> **ACTIVITY**
Show all lines below holding the string "found".

> **PROVIDED RECORDS**

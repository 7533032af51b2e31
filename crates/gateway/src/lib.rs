//! fibo-gateway: the HTTP facade in front of the replicas.
//!
//! Every request becomes a batch on a [`FanOutDispatcher`], which spreads
//! the calls over the replicas its channel resolves to.

pub mod api;

pub use api::ApiError;

use axum::routing::get;
use fibo_config::{GatewayConfig, SvcType};
use fibo_lb::channel::{ChannelSpec, LbChannel};
use fibo_lb::dispatcher::FanOutDispatcher;
use fibo_lb::resolver::ResolveError;
use fibo_lb::rpc::{ReplicaAddr, ReplicaTransport};
use fibo_lb::selector::SelectionPolicy;
use fibo_net::GrpcTransport;
use std::future::Future;
use std::net::SocketAddr;
use std::sync::Arc;
use tokio::net::TcpListener;
use tokio::time::Duration;

#[derive(Debug, thiserror::Error)]
pub enum GatewayError {
    #[error("invalid target: {0}")]
    Target(#[from] ResolveError),

    #[error("failed to bind {addr}: {source}")]
    Bind {
        addr: SocketAddr,
        #[source]
        source: std::io::Error,
    },

    #[error("HTTP server error: {0}")]
    Serve(#[source] std::io::Error),
}

/// Shared state behind every route.
pub struct AppState<T: ReplicaTransport> {
    /// Default client name for `/increment`.
    pub pod_name: String,
    pub dispatcher: Arc<FanOutDispatcher<T>>,
}

impl<T: ReplicaTransport> Clone for AppState<T> {
    fn clone(&self) -> Self {
        Self {
            pod_name: self.pod_name.clone(),
            dispatcher: self.dispatcher.clone(),
        }
    }
}

impl<T: ReplicaTransport> AppState<T> {
    pub fn new(pod_name: impl Into<String>, dispatcher: FanOutDispatcher<T>) -> Self {
        Self {
            pod_name: pod_name.into(),
            dispatcher: Arc::new(dispatcher),
        }
    }
}

pub fn router<T: ReplicaTransport>(state: AppState<T>) -> axum::Router {
    axum::Router::new()
        .route("/increment", get(api::increment::<T>))
        .route("/fibonacci", get(api::fibonacci::<T>))
        .route("/fibonacci/random", get(api::random_fibonacci::<T>))
        .route("/health", get(api::health))
        .with_state(state)
}

/// Serve the facade on `addr` until `shutdown` resolves.
pub async fn run<T, F>(
    state: AppState<T>,
    addr: SocketAddr,
    shutdown: F,
) -> Result<(), GatewayError>
where
    T: ReplicaTransport,
    F: Future<Output = ()> + Send + 'static,
{
    let listener = TcpListener::bind(addr)
        .await
        .map_err(|source| GatewayError::Bind { addr, source })?;
    tracing::info!("HTTP facade listening on http://{}", addr);

    axum::serve(listener, router(state))
        .with_graceful_shutdown(shutdown)
        .await
        .map_err(GatewayError::Serve)?;

    tracing::info!("HTTP facade on {} stopped", addr);
    Ok(())
}

/// Describe the channel the config asks for.
///
/// A non-empty `target.addresses` list wins over DNS and is always
/// round-robin.
pub fn channel_spec(config: &GatewayConfig) -> Result<ChannelSpec, ResolveError> {
    let target = &config.target;
    if !target.addresses.is_empty() {
        let addrs = target.addresses.iter().map(ReplicaAddr::new).collect();
        return Ok(ChannelSpec::fixed(addrs, SelectionPolicy::RoundRobin));
    }
    match target.svc_type {
        SvcType::Normal => ChannelSpec::normal(&target.host, target.port),
        SvcType::Headless => ChannelSpec::headless(
            &target.host,
            target.port,
            Duration::from_secs(target.refresh_interval_secs),
        ),
    }
}

/// Build the gRPC channel and dispatcher for `config`.
pub fn build_state(
    config: &GatewayConfig,
) -> Result<(AppState<GrpcTransport>, Arc<LbChannel<GrpcTransport>>), GatewayError> {
    let spec = channel_spec(config)?;
    tracing::info!(
        "gateway {} targets {} ({:?}, concurrency {})",
        config.pod_name,
        spec.target(),
        spec.policy(),
        config.workers
    );

    let transport = GrpcTransport::new(Duration::from_millis(config.connect_timeout_ms));
    let channel = Arc::new(LbChannel::new(spec, Arc::new(transport)));
    let dispatcher = FanOutDispatcher::new(channel.clone())
        .with_default_concurrency(config.workers)
        .with_default_deadline(config.batch_timeout_ms.map(Duration::from_millis));
    Ok((AppState::new(&config.pod_name, dispatcher), channel))
}
//! Turning a target description into replica addresses.
//!
//! - [`PassthroughResolver`]: hands `host:port` through untouched. A normal
//!   Kubernetes service has one virtual address and the HTTP/2 client does
//!   its own lookup, so every call lands on whatever that address routes to.
//! - [`DnsResolver`]: looks up every A/AAAA record behind a headless
//!   service name, one address per replica.
//! - [`StaticResolver`]: a fixed list, for local runs and tests.

use crate::rpc::ReplicaAddr;

#[derive(Debug, thiserror::Error)]
pub enum ResolveError {
    #[error("invalid target: {0}")]
    InvalidTarget(String),

    #[error("lookup of {target} failed: {source}")]
    Lookup {
        target: String,
        #[source]
        source: std::io::Error,
    },
}

/// Produces the current set of replica addresses.
///
/// An empty result is a valid view (nothing is up yet), not an error.
#[async_trait::async_trait]
pub trait Resolve: Send + Sync + 'static {
    async fn resolve(&self) -> Result<Vec<ReplicaAddr>, ResolveError>;

    /// Human-readable target, for logs and errors.
    fn target(&self) -> String;
}

fn check_host_port(host: &str, port: u16) -> Result<(), ResolveError> {
    if host.is_empty() {
        return Err(ResolveError::InvalidTarget("host must not be empty".into()));
    }
    if port == 0 {
        return Err(ResolveError::InvalidTarget(format!(
            "port for {} must be > 0",
            host
        )));
    }
    Ok(())
}

// ---------------------------------------------------------------------------
// Passthrough
// ---------------------------------------------------------------------------

#[derive(Debug, Clone)]
pub struct PassthroughResolver {
    addr: ReplicaAddr,
}

impl PassthroughResolver {
    pub fn new(host: &str, port: u16) -> Result<Self, ResolveError> {
        check_host_port(host, port)?;
        Ok(Self {
            addr: ReplicaAddr::new(format!("{}:{}", host, port)),
        })
    }
}

#[async_trait::async_trait]
impl Resolve for PassthroughResolver {
    async fn resolve(&self) -> Result<Vec<ReplicaAddr>, ResolveError> {
        Ok(vec![self.addr.clone()])
    }

    fn target(&self) -> String {
        self.addr.to_string()
    }
}

// ---------------------------------------------------------------------------
// DNS
// ---------------------------------------------------------------------------

#[derive(Debug, Clone)]
pub struct DnsResolver {
    host: String,
    port: u16,
}

impl DnsResolver {
    pub fn new(host: impl Into<String>, port: u16) -> Result<Self, ResolveError> {
        let host = host.into();
        check_host_port(&host, port)?;
        Ok(Self { host, port })
    }
}

#[async_trait::async_trait]
impl Resolve for DnsResolver {
    async fn resolve(&self) -> Result<Vec<ReplicaAddr>, ResolveError> {
        let found = tokio::net::lookup_host((self.host.as_str(), self.port))
            .await
            .map_err(|source| ResolveError::Lookup {
                target: self.target(),
                source,
            })?;

        Ok(ordered(found.map(ReplicaAddr::from)))
    }

    fn target(&self) -> String {
        format!("dns:///{}:{}", self.host, self.port)
    }
}

/// Sort and deduplicate a resolved address list.
///
/// DNS may return records in any order, and repeat them, from one lookup to
/// the next. Rotation runs over this form so it is stable across refreshes
/// and no replica gets a double share.
pub fn ordered(addrs: impl IntoIterator<Item = ReplicaAddr>) -> Vec<ReplicaAddr> {
    let mut addrs: Vec<ReplicaAddr> = addrs.into_iter().collect();
    addrs.sort();
    addrs.dedup();
    addrs
}

// ---------------------------------------------------------------------------
// Static
// ---------------------------------------------------------------------------

#[derive(Debug, Clone)]
pub struct StaticResolver {
    addrs: Vec<ReplicaAddr>,
}

impl StaticResolver {
    pub fn new(addrs: Vec<ReplicaAddr>) -> Self {
        Self { addrs }
    }
}

#[async_trait::async_trait]
impl Resolve for StaticResolver {
    async fn resolve(&self) -> Result<Vec<ReplicaAddr>, ResolveError> {
        Ok(self.addrs.clone())
    }

    fn target(&self) -> String {
        let list: Vec<&str> = self.addrs.iter().map(ReplicaAddr::as_str).collect();
        format!("static:[{}]", list.join(","))
    }
}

> **WRITTEN RESPONSE**
        let found = tokio::net::lookup_host((self.host.as_str(), self.port))
        Ok(ordered(found.map(ReplicaAddr::from)))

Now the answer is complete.